Dataset entries:
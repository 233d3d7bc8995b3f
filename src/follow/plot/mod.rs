//! Plot algebra: lazy time → price curves.
//!
//! A [`Plot`] maps an instant to a price. Plots are immutable after
//! construction, evaluation has no side effects, and evaluating the same plot
//! at the same instant always returns the same result. A plot may have no
//! value at a given instant; that is the ordinary [`PlotError::OutOfRange`]
//! result, not a fault.
//!
//! # Submodules
//!
//! - `parse`: the tagged `{type, args}` specification format plots are
//!     deserialized from.
//!
use chrono::{DateTime, Utc};

pub mod parse;

pub use parse::PlotSpec;

/// Errors produced by plot construction and evaluation.
#[derive(Debug, thiserror::Error)]
pub enum PlotError {
    /// The plot has no value at the evaluated instant. An ordinary result
    /// code: callers skip the instant and carry on.
    #[error("plot out of range")]
    OutOfRange,

    /// A protected plot evaluated to a price no order should ever carry.
    #[error("price protection: {0}")]
    Protection(f64),

    /// A structural precondition failed during construction.
    #[error("invalid plot: {0}")]
    Invalid(String),
}

/// A time/price coordinate used to construct lines.
#[derive(Debug, Clone, Copy, PartialEq)]
pub struct Point {
    pub date: DateTime<Utc>,
    pub price: f64,
}

impl Point {
    pub fn new(date: DateTime<Utc>, price: f64) -> Self {
        Self { date, price }
    }
}

/// A straight line `a*t + b` over seconds-since-epoch.
///
/// Total over time: evaluation never goes out of range.
#[derive(Debug, Clone, PartialEq)]
pub struct Line {
    a: f64,
    b: f64,
}

impl Line {
    /// Fits a line through two points with distinct dates.
    ///
    /// Points are sorted ascending by time first, so the orientation of the
    /// line does not depend on argument order.
    pub fn new(p0: Point, p1: Point) -> Result<Self, PlotError> {
        if p0.date == p1.date {
            return Err(PlotError::Invalid(
                "line: both points have the same date".to_string(),
            ));
        }

        let (p0, p1) = sort_points(p0, p1);

        let x0 = time_to_f64(p0.date);
        let x1 = time_to_f64(p1.date);

        let a = (p1.price - p0.price) / (x1 - x0);
        let b = p0.price - a * x0;

        Ok(Self { a, b })
    }

    fn at(&self, t: DateTime<Utc>) -> f64 {
        self.a * time_to_f64(t) + self.b
    }
}

/// A straight line on a semi-logarithmic `(t, log10 price)` graph:
/// `k * 10^(m * (t - x0))`.
///
/// The pivot `x0` is the earlier point's time, which keeps the exponent small
/// and preserves precision near the fitted range.
#[derive(Debug, Clone, PartialEq)]
pub struct LogLine {
    m: f64,
    k: f64,
    x_offset: f64,
}

impl LogLine {
    /// Fits a log-line through two points with distinct dates.
    pub fn new(p0: Point, p1: Point) -> Result<Self, PlotError> {
        if p0.date == p1.date {
            return Err(PlotError::Invalid(
                "log line: both points have the same date".to_string(),
            ));
        }

        let (p0, p1) = sort_points(p0, p1);

        let x_offset = time_to_f64(p0.date);
        let x1 = time_to_f64(p1.date) - x_offset;

        let m = (p1.price.log10() - p0.price.log10()) / x1;

        Ok(Self {
            m,
            k: p0.price,
            x_offset,
        })
    }

    fn at(&self, t: DateTime<Utc>) -> f64 {
        let x = time_to_f64(t) - self.x_offset;
        self.k * 10f64.powf(self.m * x)
    }
}

/// A lazily evaluated price curve.
///
/// One variant per primitive; wrappers box their inner plot, aggregations own
/// a non-empty list of children. Use the constructors; they validate the
/// structural preconditions the variants rely on.
#[derive(Debug, Clone, PartialEq)]
pub enum Plot {
    Line(Line),
    LogLine(LogLine),
    /// `inner(t) + value`.
    AbsoluteOffset { value: f64, inner: Box<Plot> },
    /// `inner(t) * (1 + value)`.
    PercentageOffset { value: f64, inner: Box<Plot> },
    /// `inner(t)` within the half-open window `[from, to)`, out-of-range
    /// outside it. `None` bounds are unbounded on that side.
    Limit {
        from: Option<DateTime<Utc>>,
        to: Option<DateTime<Utc>>,
        inner: Box<Plot>,
    },
    /// Minimum over the in-range children; out-of-range when none are.
    Min(Vec<Plot>),
    /// Maximum over the in-range children; out-of-range when none are.
    Max(Vec<Plot>),
    /// Rejects `0` and `±∞` from the inner plot with a protection error.
    Protected(Box<Plot>),
}

impl Plot {
    pub fn absolute_offset(inner: Plot, value: f64) -> Plot {
        Plot::AbsoluteOffset {
            value,
            inner: Box::new(inner),
        }
    }

    pub fn percentage_offset(inner: Plot, value: f64) -> Plot {
        Plot::PercentageOffset {
            value,
            inner: Box::new(inner),
        }
    }

    pub fn limit(inner: Plot, from: Option<DateTime<Utc>>, to: Option<DateTime<Utc>>) -> Plot {
        Plot::Limit {
            from,
            to,
            inner: Box::new(inner),
        }
    }

    /// Min aggregation; the child list must be non-empty.
    pub fn min(plots: Vec<Plot>) -> Result<Plot, PlotError> {
        if plots.is_empty() {
            return Err(PlotError::Invalid(
                "min aggregator: empty plot list".to_string(),
            ));
        }
        Ok(Plot::Min(plots))
    }

    /// Max aggregation; the child list must be non-empty.
    pub fn max(plots: Vec<Plot>) -> Result<Plot, PlotError> {
        if plots.is_empty() {
            return Err(PlotError::Invalid(
                "max aggregator: empty plot list".to_string(),
            ));
        }
        Ok(Plot::Max(plots))
    }

    pub fn protected(inner: Plot) -> Plot {
        Plot::Protected(Box::new(inner))
    }

    /// Evaluates the plot at `t`.
    ///
    /// Returns the price, [`PlotError::OutOfRange`] when the plot has no
    /// value at `t`, or [`PlotError::Protection`] from a protected wrapper.
    pub fn at(&self, t: DateTime<Utc>) -> Result<f64, PlotError> {
        match self {
            Plot::Line(line) => Ok(line.at(t)),
            Plot::LogLine(line) => Ok(line.at(t)),
            Plot::AbsoluteOffset { value, inner } => Ok(inner.at(t)? + value),
            Plot::PercentageOffset { value, inner } => {
                let v = inner.at(t)?;
                Ok(v + v * value)
            }
            Plot::Limit { from, to, inner } => {
                if !in_range(t, *from, *to) {
                    return Err(PlotError::OutOfRange);
                }
                inner.at(t)
            }
            Plot::Min(plots) => fold_in_range(plots, t, |best, v| v < best),
            Plot::Max(plots) => fold_in_range(plots, t, |best, v| v > best),
            Plot::Protected(inner) => {
                let price = inner.at(t)?;
                if price == 0.0 || price.is_infinite() {
                    return Err(PlotError::Protection(price));
                }
                Ok(price)
            }
        }
    }
}

fn in_range(t: DateTime<Utc>, from: Option<DateTime<Utc>>, to: Option<DateTime<Utc>>) -> bool {
    from.map_or(true, |from| t >= from) && to.map_or(true, |to| t < to)
}

/// Folds the in-range children of an aggregation, skipping out-of-range ones
/// and propagating any other error. An empty fold is itself out of range.
fn fold_in_range(
    plots: &[Plot],
    t: DateTime<Utc>,
    replaces: impl Fn(f64, f64) -> bool,
) -> Result<f64, PlotError> {
    let mut best: Option<f64> = None;

    for plot in plots {
        let v = match plot.at(t) {
            Ok(v) => v,
            Err(PlotError::OutOfRange) => continue,
            Err(e) => return Err(e),
        };

        match best {
            Some(b) if !replaces(b, v) => {}
            _ => best = Some(v),
        }
    }

    best.ok_or(PlotError::OutOfRange)
}

fn time_to_f64(t: DateTime<Utc>) -> f64 {
    t.timestamp() as f64
}

fn sort_points(p0: Point, p1: Point) -> (Point, Point) {
    if p1.date < p0.date {
        (p1, p0)
    } else {
        (p0, p1)
    }
}

#[cfg(test)]
mod test {
    use super::*;
    use chrono::TimeZone;

    fn unix(secs: i64) -> DateTime<Utc> {
        Utc.timestamp_opt(secs, 0).unwrap()
    }

    fn point(secs: i64, price: f64) -> Point {
        Point::new(unix(secs), price)
    }

    /// A plot that is never in range, regardless of the instant.
    fn never_valid(price: f64) -> Plot {
        Plot::limit(constant(price), Some(unix(10)), Some(unix(10)))
    }

    /// A flat line at `price`.
    fn constant(price: f64) -> Plot {
        Plot::Line(Line { a: 0.0, b: price })
    }

    #[test]
    fn test_line_through_endpoints() {
        let line = Line::new(point(0, 0.0), point(1, 1.0)).unwrap();

        assert_eq!(line.at(unix(2)), 2.0);
        assert_eq!(line.at(unix(-500)), -500.0);
    }

    #[test]
    fn test_line_orientation_is_argument_order_independent() {
        let fwd = Line::new(point(100, 5.0), point(200, 15.0)).unwrap();
        let rev = Line::new(point(200, 15.0), point(100, 5.0)).unwrap();

        assert_eq!(fwd, rev);
        assert_eq!(fwd.at(unix(150)), 10.0);
    }

    #[test]
    fn test_line_same_date_is_invalid() {
        let err = Line::new(point(7, 1.0), point(7, 2.0)).unwrap_err();
        assert!(matches!(err, PlotError::Invalid(_)));
    }

    #[test]
    fn test_log_line_through_endpoints() {
        let line = LogLine::new(point(0, 1.0), point(2, 100.0)).unwrap();

        assert!((line.at(unix(0)) - 1.0).abs() < 1e-9);
        assert!((line.at(unix(2)) - 100.0).abs() < 1e-9);
        assert!((line.at(unix(3)) - 1000.0).abs() < 1e-6);
    }

    #[test]
    fn test_limit_half_open_window() {
        let plot = Plot::limit(constant(5.0), Some(unix(10)), Some(unix(20)));

        assert!(matches!(plot.at(unix(9)), Err(PlotError::OutOfRange)));
        assert_eq!(plot.at(unix(10)).unwrap(), 5.0);
        assert_eq!(plot.at(unix(19)).unwrap(), 5.0);
        assert!(matches!(plot.at(unix(20)), Err(PlotError::OutOfRange)));
    }

    #[test]
    fn test_limit_unbounded_sides() {
        let since_only = Plot::limit(constant(5.0), Some(unix(10)), None);
        assert!(matches!(since_only.at(unix(9)), Err(PlotError::OutOfRange)));
        assert_eq!(since_only.at(unix(1 << 40)).unwrap(), 5.0);

        let until_only = Plot::limit(constant(5.0), None, Some(unix(10)));
        assert_eq!(until_only.at(unix(-1000)).unwrap(), 5.0);
        assert!(matches!(until_only.at(unix(10)), Err(PlotError::OutOfRange)));

        let unbounded = Plot::limit(constant(5.0), None, None);
        assert_eq!(unbounded.at(unix(0)).unwrap(), 5.0);
    }

    #[test]
    fn test_min_skips_out_of_range_children() {
        let plot = Plot::min(vec![
            never_valid(5.0),
            constant(10.0),
            constant(15.0),
            never_valid(15.0),
        ])
        .unwrap();

        assert_eq!(plot.at(unix(0)).unwrap(), 10.0);
    }

    #[test]
    fn test_max_skips_out_of_range_children() {
        let plot = Plot::max(vec![
            never_valid(5.0),
            constant(10.0),
            constant(15.0),
            never_valid(15.0),
        ])
        .unwrap();

        assert_eq!(plot.at(unix(0)).unwrap(), 15.0);
    }

    #[test]
    fn test_min_switches_when_a_child_expires() {
        let plot = Plot::min(vec![
            Plot::limit(constant(1.0), None, Some(unix(10))),
            constant(1.5),
        ])
        .unwrap();

        assert_eq!(plot.at(unix(9)).unwrap(), 1.0);
        assert_eq!(plot.at(unix(10)).unwrap(), 1.5);
    }

    #[test]
    fn test_aggregation_all_children_out_of_range() {
        let plot = Plot::max(vec![never_valid(1.0), never_valid(2.0)]).unwrap();
        assert!(matches!(plot.at(unix(0)), Err(PlotError::OutOfRange)));
    }

    #[test]
    fn test_aggregation_rejects_empty_child_list() {
        assert!(matches!(Plot::min(vec![]), Err(PlotError::Invalid(_))));
        assert!(matches!(Plot::max(vec![]), Err(PlotError::Invalid(_))));
    }

    #[test]
    fn test_offsets() {
        let abs = Plot::absolute_offset(constant(100.0), -2.5);
        assert_eq!(abs.at(unix(0)).unwrap(), 97.5);

        let pct = Plot::percentage_offset(constant(100.0), 0.05);
        assert_eq!(pct.at(unix(0)).unwrap(), 105.0);

        let pct_down = Plot::percentage_offset(constant(100.0), -0.5);
        assert_eq!(pct_down.at(unix(0)).unwrap(), 50.0);
    }

    #[test]
    fn test_offset_propagates_out_of_range() {
        let plot = Plot::absolute_offset(never_valid(1.0), 5.0);
        assert!(matches!(plot.at(unix(0)), Err(PlotError::OutOfRange)));
    }

    #[test]
    fn test_protector() {
        let zero = Plot::protected(constant(0.0));
        assert!(matches!(zero.at(unix(0)), Err(PlotError::Protection(v)) if v == 0.0));

        let pos_inf = Plot::protected(constant(f64::INFINITY));
        assert!(matches!(pos_inf.at(unix(0)), Err(PlotError::Protection(_))));

        let neg_inf = Plot::protected(constant(f64::NEG_INFINITY));
        assert!(matches!(neg_inf.at(unix(0)), Err(PlotError::Protection(_))));

        let fine = Plot::protected(constant(1.0));
        assert_eq!(fine.at(unix(0)).unwrap(), 1.0);

        let oor = Plot::protected(never_valid(1.0));
        assert!(matches!(oor.at(unix(0)), Err(PlotError::OutOfRange)));
    }

    #[test]
    fn test_evaluation_is_deterministic() {
        let plot = Plot::max(vec![
            Plot::percentage_offset(
                Plot::LogLine(LogLine::new(point(0, 1.0), point(1000, 50.0)).unwrap()),
                0.01,
            ),
            Plot::limit(constant(42.0), Some(unix(100)), Some(unix(5000))),
        ])
        .unwrap();

        let first = plot.at(unix(1234)).unwrap();
        let second = plot.at(unix(1234)).unwrap();
        assert_eq!(first, second);
    }
}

* **INSTRUCTIONS TO FOLLOW**: Above are some lines. Repeat exactly, and only, those from the line that has "let fine = Plot::protected(constant(1.0));" through the line that has "let first = plot.at(unix(1234)).unwrap();".

* **WORKED SOLUTION**:
        let fine = Plot::protected(constant(1.0));
        assert_eq!(fine.at(unix(0)).unwrap(), 1.0);

        let oor = Plot::protected(never_valid(1.0));
        assert!(matches!(oor.at(unix(0)), Err(PlotError::OutOfRange)));
    }

    #[test]
    fn test_evaluation_is_deterministic() {
        let plot = Plot::max(vec![
            Plot::percentage_offset(
                Plot::LogLine(LogLine::new(point(0, 1.0), point(1000, 50.0)).unwrap()),
                0.01,
            ),
            Plot::limit(constant(42.0), Some(unix(100)), Some(unix(5000))),
        ])
        .unwrap();

        let first = plot.at(unix(1234)).unwrap();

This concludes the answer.